Allegations of Sexual Abuse in NZ

False Allegations - Index

Cases - 2002



Sunday Star Times
March 24, 2002

Sex case ends in payout bid
by Donna Chisholm


A farm worker jailed for nine months for sexually abusing his stepdaughter is seeking a government payout after the girl admitted she made up the story to get her mother's attention.

The man's conviction was quashed last year but his lawyer Rob Harrison says the man's family has been split and he has had to move from place to place because his life became "unbearable" when word of the conviction spread.

"It's been pretty shattering," the man, whose name is suppressed, told the Sunday Star-Times.

He never imagined he would be jailed and when he was sentenced, his main memory was of "going downstairs into the cage".

Family members disowned him and people in his community threatened him. However, his wife, the girl's mother, stuck by him.

"She had a gut feeling that it might not have happened."

Under new government guidelines, the man could receive around $100,000. He served about five months of the sentence in 1993 after pleading guilty to sexually violating the girl. She was nine at the time and claimed he molested her when she and his one-year-old child were sharing his bed while their mother was in hospital having the couple's second child.

The man said he had to rely on what the girl said because he was drunk and had no memory of any incident - he had been drinking heavily after a close friend died.

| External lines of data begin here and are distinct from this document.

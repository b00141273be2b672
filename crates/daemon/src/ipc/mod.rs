//! Unix Domain Socket IPC module for CLI-daemon communication.
//!
//! This module provides the local control channel between the CLI and the
//! daemon using Unix Domain Sockets.
//!
//! ## Overview
//!
//! The IPC system uses a JSON newline-delimited protocol. Each message is a
//! single JSON object followed by a newline. A connection whose first request
//! is `Subscribe` becomes a stream of `StateChanged` lines instead.
//!
//! ## Socket Path
//!
//! The socket path follows the XDG Base Directory Specification:
//! - Primary: `$XDG_RUNTIME_DIR/meshtether/daemon.sock`
//! - Fallback: `/tmp/meshtether-$UID/daemon.sock`
//!
//! ## Example
//!
//! ```rust,no_run
//! use meshtether::ipc::{get_socket_path, IpcClient};
//!
//! #[tokio::main]
//! async fn main() -> Result<(), Box<dyn std::error::Error>> {
//!     let mut client = IpcClient::connect(&get_socket_path()).await?;
//!     println!("{:?}", client.toggle().await?);
//!     Ok(())
//! }
//! ```

mod client;
mod handler;
mod messages;
pub mod pidfile;
mod server;

pub use client::IpcClient;
pub use handler::{run_control_server, serve_connection, ControlHandler};
pub use messages::{IpcRequest, IpcResponse};
pub use pidfile::{get_daemon_pid, get_pid_file_path, is_daemon_running, PidFile};
pub use server::{IpcConnection, IpcError, IpcServer};

use std::path::PathBuf;

/// Get the socket path for IPC communication.
///
/// 1. If `$XDG_RUNTIME_DIR` is set: `$XDG_RUNTIME_DIR/meshtether/daemon.sock`
/// 2. Otherwise: `/tmp/meshtether-$UID/daemon.sock`
pub fn get_socket_path() -> PathBuf {
    use std::os::unix::fs::MetadataExt;

    if let Ok(runtime_dir) = std::env::var("XDG_RUNTIME_DIR") {
        PathBuf::from(runtime_dir)
            .join("meshtether")
            .join("daemon.sock")
    } else {
        // UID of the owner of our own /proc entry
        let uid = std::fs::metadata("/proc/self")
            .map(|m| m.uid())
            .unwrap_or(0);

        PathBuf::from(format!("/tmp/meshtether-{}", uid)).join("daemon.sock")
    }
}

#[cfg(test)]
mod tests {
    use super::*;
    use serial_test::serial;

    #[test]
    #[serial]
    fn test_get_socket_path_with_xdg_runtime_dir() {
        let original = std::env::var("XDG_RUNTIME_DIR").ok();

        std::env::set_var("XDG_RUNTIME_DIR", "/run/user/1000");
        let path = get_socket_path();
        assert_eq!(path, PathBuf::from("/run/user/1000/meshtether/daemon.sock"));

        match original {
            Some(val) => std::env::set_var("XDG_RUNTIME_DIR", val),
            None => std::env::remove_var("XDG_RUNTIME_DIR"),
        }
    }

    #[test]
    #[serial]
    fn test_get_socket_path_without_xdg_runtime_dir() {
        let original = std::env::var("XDG_RUNTIME_DIR").ok();

        std::env::remove_var("XDG_RUNTIME_DIR");
        let path = get_socket_path();
        let path_str = path.to_string_lossy();
        assert!(path_str.starts_with("/tmp/meshtether-"));
        assert!(path_str.ends_with("/daemon.sock"));

        if let Some(val) = original {
            std::env::set_var("XDG_RUNTIME_DIR", val);
        }
    }

    #[test]
    #[serial]
    fn test_socket_path_ends_with_sock() {
        let path = get_socket_path();
        assert!(path.is_absolute());
        assert!(path.extension().is_some_and(|e| e == "sock"));
    }
}
//! IPC Client for communicating with the daemon via Unix Domain Sockets.
//!
//! The client connects to the daemon's Unix socket and sends commands,
//! receiving responses in a request-response pattern. A subscribed client
//! instead reads a stream of state broadcasts.

use std::io;
use std::path::Path;
use std::time::Duration;

use meshtether_protocol::{decode_line, encode_line, StateBroadcast};
use tokio::io::{AsyncBufReadExt, AsyncWriteExt, BufReader};
use tokio::net::UnixStream;

use super::messages::{IpcRequest, IpcResponse};
use super::server::IpcError;

/// Default timeout for client operations in seconds.
const DEFAULT_TIMEOUT_SECS: u64 = 5;

fn timed_out(what: &str) -> IpcError {
    IpcError::Io(io::Error::new(io::ErrorKind::TimedOut, what.to_string()))
}

/// A client for communicating with the daemon via IPC.
pub struct IpcClient {
    reader: BufReader<tokio::io::ReadHalf<UnixStream>>,
    writer: tokio::io::WriteHalf<UnixStream>,
    timeout: Duration,
}

impl IpcClient {
    /// Connect to the daemon at the specified socket path.
    ///
    /// # Errors
    ///
    /// Returns an error if the connection cannot be established.
    /// This typically indicates that the daemon is not running.
    pub async fn connect(path: &Path) -> Result<Self, IpcError> {
        let stream = UnixStream::connect(path).await?;
        Ok(Self::from_stream(
            stream,
            Duration::from_secs(DEFAULT_TIMEOUT_SECS),
        ))
    }

    /// Connect to the daemon with a custom timeout.
    pub async fn connect_with_timeout(path: &Path, timeout: Duration) -> Result<Self, IpcError> {
        let stream = tokio::time::timeout(timeout, UnixStream::connect(path))
            .await
            .map_err(|_| timed_out("connection timed out"))??;
        Ok(Self::from_stream(stream, timeout))
    }

    fn from_stream(stream: UnixStream, timeout: Duration) -> Self {
        let (read_half, write_half) = tokio::io::split(stream);
        Self {
            reader: BufReader::new(read_half),
            writer: write_half,
            timeout,
        }
    }

    /// Set the timeout for operations.
    pub fn set_timeout(&mut self, timeout: Duration) {
        self.timeout = timeout;
    }

    /// Send a request to the daemon and wait for a response.
    ///
    /// # Errors
    ///
    /// Returns an error if the request cannot be sent, the response cannot
    /// be read or parsed, or the operation times out.
    pub async fn send(&mut self, request: IpcRequest) -> Result<IpcResponse, IpcError> {
        tokio::time::timeout(self.timeout, self.send_internal(request))
            .await
            .map_err(|_| timed_out("operation timed out"))?
    }

    async fn send_internal(&mut self, request: IpcRequest) -> Result<IpcResponse, IpcError> {
        let line = encode_line(&request)?;
        self.writer.write_all(line.as_bytes()).await?;
        self.writer.flush().await?;

        self.recv().await?.ok_or_else(|| {
            IpcError::Io(io::Error::new(
                io::ErrorKind::UnexpectedEof,
                "daemon closed connection",
            ))
        })
    }

    /// Read the next response line without a timeout.
    ///
    /// Returns `None` when the daemon closed the connection.
    pub async fn recv(&mut self) -> Result<Option<IpcResponse>, IpcError> {
        let mut line = String::new();
        if self.reader.read_line(&mut line).await? == 0 {
            return Ok(None);
        }
        Ok(Some(decode_line(&line)?))
    }

    /// Send a ping request to check if the daemon is responsive.
    pub async fn ping(&mut self) -> Result<bool, IpcError> {
        let response = self.send(IpcRequest::Ping).await?;
        Ok(matches!(response, IpcResponse::Pong))
    }

    /// Get the current service state.
    pub async fn status(&mut self) -> Result<IpcResponse, IpcError> {
        self.send(IpcRequest::Status).await
    }

    /// Request the service to start.
    pub async fn start(&mut self) -> Result<IpcResponse, IpcError> {
        self.send(IpcRequest::Start).await
    }

    /// Request the service to stop.
    pub async fn stop(&mut self) -> Result<IpcResponse, IpcError> {
        self.send(IpcRequest::Stop).await
    }

    /// Toggle the service.
    pub async fn toggle(&mut self) -> Result<IpcResponse, IpcError> {
        self.send(IpcRequest::Toggle).await
    }

    /// List the clients of the current session.
    pub async fn list_clients(&mut self) -> Result<IpcResponse, IpcError> {
        self.send(IpcRequest::ListClients).await
    }

    /// Ask the daemon to exit.
    pub async fn shutdown(&mut self) -> Result<IpcResponse, IpcError> {
        self.send(IpcRequest::Shutdown).await
    }

    /// Subscribe to state broadcasts.
    ///
    /// Returns the daemon's answer; on `Subscribed`, use
    /// [`next_broadcast`](Self::next_broadcast) to read the stream.
    pub async fn subscribe(&mut self, token: &str) -> Result<IpcResponse, IpcError> {
        self.send(IpcRequest::Subscribe {
            token: token.to_string(),
        })
        .await
    }

    /// Wait for the next state broadcast on a subscribed connection.
    ///
    /// Returns `None` when the daemon closed the connection.
    pub async fn next_broadcast(&mut self) -> Result<Option<StateBroadcast>, IpcError> {
        loop {
            match self.recv().await? {
                Some(IpcResponse::StateChanged(broadcast)) => return Ok(Some(broadcast)),
                Some(other) => tracing::debug!("Ignoring non-broadcast response: {:?}", other),
                None => return Ok(None),
            }
        }
    }
}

Harrison said it was an exacerbating feature that the girl retracted the allegation to foster parents before the man appeared in court - but although the couple passed on that information to the Children and Young Persons' Service (CYPS), the defence was never told.

CYPS also knew that in subsequent years, the girl made and withdrew allegations about four other men.

In 1998, she made two more claims about her stepfather and he was again charged with sexually abusing her in 1998. He and his wife were both charged with attempting to pervert the course of justice in telling the complainant to change her story. The couple then hired a private investigator whose report prompted police to review the case. The girl admitted she made up the story because her mother did not have time for her any more.

The report concluded the complainant was not a credible witness and the police withdrew the charges. The case was referred to the youth aid section with a view to prosecuting the girl for the allegations she made in 1993. She was not charged.

His stepdaughter does not live with the family and he said he would probably never be able to trust her again. "I think he'll be able to forgive but not forget," his wife said.

Harrison acted for an Auckland man who became the first since Arthur Allan Thomas to be compensated for wrongful imprisonment when he was awarded nearly $600,000 nearly two years ago after spending 14 months in jail for sexually abusing his son. The son later admitted he made up the story.